The CGP sequences have also been used to design oligonucleotides for spotting on a microarray (Fig. 1) for use in expression profiling. The focus of this effort has been to include sequences having informative annotation, whether they are represented once, or multiple times in our dataset. However, our selection strategy also incorporates sequences that are frequently represented in the CGP sequence collection, and this has ensured that the majority of the sequences used for SNP development are also present on the microarray. Because the sequences originated from tissues taken from fish which had been exposed to a variety of stressors such as immunogenic stimuli (e.g. exposure to bacterial antigens or a viral mimic) or thermal stress, or for several developmental stages, such as eggs, larvae and steps in the reproductive cycle in both sexes, genes involved in these processes are likely to have been expressed, and therefore will be present in our sequence collection. However, because the sequence generated is biased for the 3′UTR to facilitate clustering of individual transcripts and to aid in SNP identification, many of these sequences are currently without informative annotation. Nevertheless, we have been successful in identifying many transcripts where sequence similarity allows us to predict that they function in processes such as reproduction or the immune response. Many of these are represented on the microarray but, in addition, harbour a SNP that has been shown to exhibit polymorphism within the two populations used to generate fish for NB YC1 and NL YC2 (Cape Sable and Bay Bulls, respectively) within the CGP breeding programs. These transcripts will be extremely useful in connecting expression patterns with QTL, with the ultimate aim of identifying the causative genes for traits of interest. For example, a transcript up-regulated on stimulation with viral, bacterial and parasite antigens which is located in a QTL interval associated with disease resistance would be prioritised in further studies.
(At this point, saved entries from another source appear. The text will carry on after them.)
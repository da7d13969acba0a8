//! Shared fixtures for the pipeline-level tests.
//!
//! The reference mesh has one LOD of 96 vertices split into three sections
//! of 32 vertices:
//!
//! | Section | Bones | Extra input |
//! |---------|-------|-------------|
//! | 0 | 0, 1 | none |
//! | 1 | 1, 2 | morph 0 (vertices 32..40), morph 1 (36..44) |
//! | 2 | 0, 2 | cloth region 0 |

#![allow(dead_code)]

use std::sync::Arc;

use glam::{Mat4, Vec3};

use myth_skinning::device::{BufferDesc, BufferHandle, BufferUsage, HeadlessDevice, SkinDevice};
use myth_skinning::mesh::{
    ClothSimData, LodInfo, LodRenderData, RenderSection, SkeletonPose, SkinnedMeshRenderData,
    StaticVertexBuffers,
};
use myth_skinning::morph::{MorphDelta, MorphTarget, MorphTargetSet};

pub const SECTION_VERTICES: u32 = 32;
pub const NUM_BONES: usize = 3;

/// Pooled bytes of one skin cache entry for a 32-vertex section.
pub const ENTRY_FOOTPRINT: u64 = 16_384;

/// Routes `log` output through the test harness; `RUST_LOG` filters it.
pub fn init_logging() {
    let _ = env_logger::builder().is_test(true).try_init();
}

fn static_buffer(device: &HeadlessDevice, label: &'static str, size: u64) -> BufferHandle {
    device
        .create_buffer(&BufferDesc {
            label,
            size,
            usage: BufferUsage::VERTEX | BufferUsage::STORAGE | BufferUsage::COPY_DST,
        })
        .unwrap()
}

pub fn static_buffers(device: &HeadlessDevice, num_vertices: u32, num_indices: u32, cloth: bool) -> StaticVertexBuffers {
    let n = u64::from(num_vertices);
    StaticVertexBuffers {
        positions: static_buffer(device, "Static Positions", n * 12),
        tangents: static_buffer(device, "Static Tangents", n * 8),
        skin_weights: static_buffer(device, "Static Skin Weights", n * 16),
        indices: static_buffer(device, "Static Indices", u64::from(num_indices) * 4),
        cloth_mapping: cloth.then(|| static_buffer(device, "Cloth Mapping", n * 16)),
    }
}

pub fn section(index: u32, bone_map: Vec<u16>, cloth_region: Option<usize>) -> RenderSection {
    RenderSection {
        base_vertex_index: index * SECTION_VERTICES,
        num_vertices: SECTION_VERTICES,
        base_index: index * 48,
        num_triangles: 16,
        bone_map,
        max_bone_influences: 4,
        recompute_tangents: false,
        cloth_region,
    }
}

fn morph(name: &str, vertices: std::ops::Range<u32>, position: Vec3) -> MorphTarget {
    MorphTarget {
        name: name.to_string(),
        deltas: vertices
            .map(|v| MorphDelta {
                vertex_index: v,
                position_delta: position,
                normal_delta: Vec3::Y * 0.5,
            })
            .collect(),
    }
}

fn lod0(device: &HeadlessDevice) -> LodRenderData {
    let sections = vec![
        section(0, vec![0, 1], None),
        section(1, vec![1, 2], None),
        section(2, vec![0, 2], Some(0)),
    ];
    let morph_targets = MorphTargetSet::new(
        vec![
            morph("smile", 32..40, Vec3::X),
            morph("blink", 36..44, Vec3::new(0.0, 0.25, 0.0)),
        ],
        &sections,
    );
    LodRenderData {
        num_vertices: 3 * SECTION_VERTICES,
        buffers: static_buffers(device, 3 * SECTION_VERTICES, 144, true),
        sections,
        morph_targets,
    }
}

/// A coarser LOD: one rigidly skinned section of 16 vertices.
fn coarse_lod(device: &HeadlessDevice) -> LodRenderData {
    let sections = vec![RenderSection {
        base_vertex_index: 0,
        num_vertices: 16,
        base_index: 0,
        num_triangles: 8,
        bone_map: vec![0],
        max_bone_influences: 1,
        recompute_tangents: false,
        cloth_region: None,
    }];
    let morph_targets = MorphTargetSet::new(vec![MorphTarget::default(), MorphTarget::default()], &sections);
    LodRenderData {
        num_vertices: 16,
        buffers: static_buffers(device, 16, 24, false),
        sections,
        morph_targets,
    }
}

/// The reference mesh with `num_lods` LODs (LOD 0 plus coarse LODs).
pub fn test_mesh_with_lods(device: &HeadlessDevice, num_lods: usize) -> Arc<SkinnedMeshRenderData> {
    let mut lods = vec![lod0(device)];
    let mut lod_info = vec![LodInfo {
        screen_size: 1.0,
        hysteresis: 0.0,
    }];
    for i in 1..num_lods {
        lods.push(coarse_lod(device));
        lod_info.push(LodInfo {
            screen_size: 0.5 / i as f32,
            hysteresis: 0.0,
        });
    }
    Arc::new(SkinnedMeshRenderData {
        name: "test_character".to_string(),
        lods,
        lod_info,
        inverse_bind_matrices: vec![Mat4::IDENTITY; NUM_BONES],
        num_morph_targets: 2,
    })
}

pub fn test_mesh(device: &HeadlessDevice) -> Arc<SkinnedMeshRenderData> {
    test_mesh_with_lods(device, 1)
}

/// Static buffers created by [`test_mesh_with_lods`].
pub fn static_buffer_count(num_lods: usize) -> usize {
    5 + 4 * (num_lods - 1)
}

/// Every bone translated by `offset` along X, bone `i` further by `i` along Y.
pub fn pose(offset: f32) -> SkeletonPose {
    SkeletonPose::from_component_space(
        (0..NUM_BONES)
            .map(|i| Mat4::from_translation(Vec3::new(offset, i as f32, 0.0)))
            .collect(),
    )
}

pub fn cloth_region() -> ClothSimData {
    ClothSimData {
        positions: (0..SECTION_VERTICES).map(|i| Vec3::new(i as f32, 0.0, 0.0)).collect(),
        normals: vec![Vec3::Y; SECTION_VERTICES as usize],
        local_to_world: Mat4::IDENTITY,
    }
}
The integrated genomics tools described here, produced from a single sequence dataset that is tightly linked to fish breeding programs being developed for commercial aquaculture, should enable the rapid dissection of traits and the identification of linked markers which can be applied immediately within these programs to accelerate the development of aquaculture for Atlantic cod.

In conclusion, we have developed a significant sequence resource for Atlantic cod, a species previously under-represented in sequence databases. These sequences have been generated from fish involved in selective breeding and we have been successful in capturing sequence variation in individuals enrolled in these programs. Future work will focus on exploiting this information to identify markers for commercially relevant traits, and on analysis of data from the additional tools that have been developed from this sequence resource, such as a microarray and a high-density genetic map, to enable future high-throughput studies in Atlantic cod.